Subtleness is less expected from Bollywood, so it was pleasantly surprising to watch the understated subordination of Sridevi’s character Shashi by her own husband and daughter. Even more subtle is the family’s treatment of the grandmother – in one scene, Shashi’s husband Satish casually tells his mother that she wasn’t going with them to America because she had no passport to travel. The subordination of Indian homemakers and more broadly, Indian women in society and within their own homes, and the neglect of aging women within families is honestly conveyed in English Vinglish, the debut film by first-time director Gauri Shinde.
The opening scene is fresh and well-thought-out. Shashi is the first to wake up and ready the breakfast for her family. She prepares coffee in the same way she does every morning. She does not know how to pronounce the name of the brand Nescafe correctly, but that is not what concerns her. Her foremost duty is to take care of her dear ones – her working husband, her teenage daughter, her young son and her sweet mother-in-law. The moment they occupy the dining room, she begins serving toast and tea, sitting down only after each member in her family gets food. The first reaction she gets is ‘Oh the toast is burnt. Why am I getting burnt charcoal toast?!’ and similar jests and jabs for all the effort she has taken in making their morning. Shashi is then teased by her husband and daughter for butchering the word ‘jazz’, beginning the core plot of the film. The next few scenes surround Shashi’s everyday life, which includes preparing motichoor ladoos for neighbors, poojas and ceremonies, a hobby that supplements the household income but isn’t taken seriously by her workaholic husband. Shashi’s teenage daughter is very critical about her mother’s English speaking skills and is uncomfortable in taking her mother to the parent-teachers’ meeting while her son is too young to be finicky about her mother’s English and only wants her to mimic Michael Jackson steps.
Shashi’s language skills become especially worrisome when she is invited by her sister to NY for her niece’s wedding. Her husband does not send the kids along with her, saying that she herself would find it hard to adjust and communicate in NY and taking the kids along would just complicate the matter. So Shashi, a common housewife (according to her family) lands in New York, getting acquainted with a magnanimous gentleman on her flight (cameo by Amitabh Bachchan). She does not face much trouble when her sister or niece is present but after a humiliating experience alone at a café, she tries contacting an English Speaking 4 week course, seeing the advertisement on the bus. Shashi starts taking the class, along with a Latina, a Pakistani, a South Indian, a Frenchman, an African and a Chinese and run by a gay teacher. She learns valuable lessons at the class, learning that she is an entrepreneur and finding comfort among people like her, not in nationality but in their inability to communicate in English. Her secret life as a student turns problematic when the Frenchman falls in love with Shashi (easily the most interesting element in the film) and when her family arrives in New York. Will she be able to learn English and more importantly change her family’s perception about her?
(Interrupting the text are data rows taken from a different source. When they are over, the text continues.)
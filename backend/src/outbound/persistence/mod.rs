//! PostgreSQL persistence adapters using Diesel ORM.
//!
//! - **Thin adapters**: repositories only translate between Diesel rows and
//!   domain types.
//! - **Internal models**: row structs (`models.rs`) and the schema
//!   (`schema.rs`) never leave this module.
//! - **Scoped transactions**: every repository call runs inside
//!   [`DbPool::with_transaction`].
//! - **Typed errors**: Diesel and pool failures map to the port error enums.
//!
//! # Example
//!
//! ```no_run
//! use backend::outbound::persistence::{DbPool, DieselUserRepository, PoolConfig};
//!
//! # async fn wire() -> Result<(), Box<dyn std::error::Error>> {
//! let pool = DbPool::new(PoolConfig::new("postgres://localhost/notes")).await?;
//! let users = DieselUserRepository::new(pool);
//! # Ok(())
//! # }
//! ```

mod diesel_basic_error_mapping;
mod diesel_note_repository;
mod diesel_user_repository;
mod migrations;
mod models;
mod pool;
mod schema;

pub use diesel_note_repository::DieselNoteRepository;
pub use diesel_user_repository::DieselUserRepository;
pub use migrations::{MIGRATIONS, MigrationError, run_pending_migrations};
pub use pool::{DbPool, PoolConfig, PoolError, TransactionError};
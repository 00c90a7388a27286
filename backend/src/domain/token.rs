//! Bearer token values.
//!
//! Tokens are never persisted. A token proves the holder authenticated as
//! `subject` and stays valid until `expires_at`.

use std::fmt;

use chrono::{DateTime, Duration, Utc};

/// Default bearer token lifetime in minutes.
pub const DEFAULT_TOKEN_TTL_MINUTES: u32 = 30;

/// Validation error for [`TokenTtl`].
#[derive(Debug, Clone, Copy, PartialEq, Eq, thiserror::Error)]
#[error("token lifetime must be at least one minute")]
pub struct ZeroTokenTtl;

/// Token lifetime in whole minutes.
#[derive(Debug, Clone, Copy, PartialEq, Eq)]
pub struct TokenTtl(u32);

impl TokenTtl {
    /// Build a lifetime from a non-zero number of minutes.
    pub fn from_minutes(minutes: u32) -> Result<Self, ZeroTokenTtl> {
        if minutes == 0 {
            return Err(ZeroTokenTtl);
        }
        Ok(Self(minutes))
    }

    #[must_use]
    pub fn minutes(self) -> u32 {
        self.0
    }

    #[must_use]
    pub fn as_duration(self) -> Duration {
        Duration::minutes(i64::from(self.0))
    }
}

impl Default for TokenTtl {
    fn default() -> Self {
        Self(DEFAULT_TOKEN_TTL_MINUTES)
    }
}

/// Claims carried by a bearer token.
#[derive(Debug, Clone, PartialEq, Eq)]
pub struct TokenClaims {
    subject: String,
    expires_at: DateTime<Utc>,
}

impl TokenClaims {
    pub fn new(subject: impl Into<String>, expires_at: DateTime<Utc>) -> Self {
        Self {
            subject: subject.into(),
            expires_at,
        }
    }

    /// Claims for `subject` that expire `ttl` after `now`.
    ///
    /// # Examples
    /// ```
    /// use backend::domain::{TokenClaims, TokenTtl};
    /// use chrono::{Duration, Utc};
    ///
    /// let now = Utc::now();
    /// let claims = TokenClaims::expiring_in("alice", TokenTtl::default(), now);
    /// assert_eq!(claims.expires_at() - now, Duration::minutes(30));
    /// ```
    pub fn expiring_in(subject: impl Into<String>, ttl: TokenTtl, now: DateTime<Utc>) -> Self {
        Self::new(subject, now + ttl.as_duration())
    }

    /// Username the token was issued to.
    pub fn subject(&self) -> &str {
        self.subject.as_str()
    }

    pub fn expires_at(&self) -> DateTime<Utc> {
        self.expires_at
    }

    /// Whether the claims are expired at `now`.
    pub fn is_expired_at(&self, now: DateTime<Utc>) -> bool {
        now >= self.expires_at
    }
}

/// Encoded bearer token returned to clients.
#[derive(Clone, PartialEq, Eq)]
pub struct AccessToken(String);

impl AccessToken {
    pub fn new(encoded: impl Into<String>) -> Self {
        Self(encoded.into())
    }

    pub fn as_str(&self) -> &str {
        self.0.as_str()
    }

    pub fn into_inner(self) -> String {
        self.0
    }
}

impl fmt::Debug for AccessToken {
    fn fmt(&self, f: &mut fmt::Formatter<'_>) -> fmt::Result {
        f.write_str("AccessToken(<redacted>)")
    }
}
I found many aspects of the relationship between Shashi and her family to be parallel to my own family’s; my mother left her job after sixteen years of service and is now a freelancer and part-time German teacher, earning her Masters in German after leaving her job. I know my mother isn’t a person who loves cooking, though she makes good food; like Shashi, she makes us bread and tea for breakfast a lot many times and we (my father and I) love to tease her cooking skills. My father, who brings much of the family income, sometimes disregards my mother’s freelancing as an actual job, only regarding a 9 to 5 job as ‘actual’ work. This made some scenes involving Shashi and her husband very engaging for me; also, the incident at school involving Shashi and her mother reminded me of the time I felt embarrassed in going to the theatre with my grandmother once. The relationship between Shashi and her son reminds me of the unconditional love shown by my 4 year old cousin to my grandmother.
I was very pleased at how much I could connect with certain aspects in the movie and I applaud Gauri Shinde for taking care in making the interactions between Shashi and her family as realistic as possible. The characterization of Daadi is also wonderfully subtle – in my own family I have felt this relegating role of my grandmother and her sad acceptance of the same. But (I’m going to be hated for saying this) the cameo by Bachchan could’ve been deleted – it was that OMG Sridevi and Bachchan moment for those who’ve seen their previous films together, but apart from that it served very less purpose. This time could’ve been used instead for more personal interactions between Sridevi and her fellow students. As mentioned above, the silent chemistry between Shashi and Laurent is the most touching element in English Vinglish. The film works best in the latter half when it’s less about English and more about themes like love, loyalty, responsibility, understanding, celebration, independence and realization.
Even though she wasn’t exactly Marathi, Sridevi is lovely and lovable as Shashi, excelling especially in the second half and shouldering the weight of the movie. This can be said about the other characters as well, and all this happens because the writing sparkles with honesty, care and thoughtfulness. English Vinglish is a simple, funny, and engaging and touching film that succeeds with the help of Sridevi and the casts’ performances and Gauri Shinde’s strong understanding of the characters she created.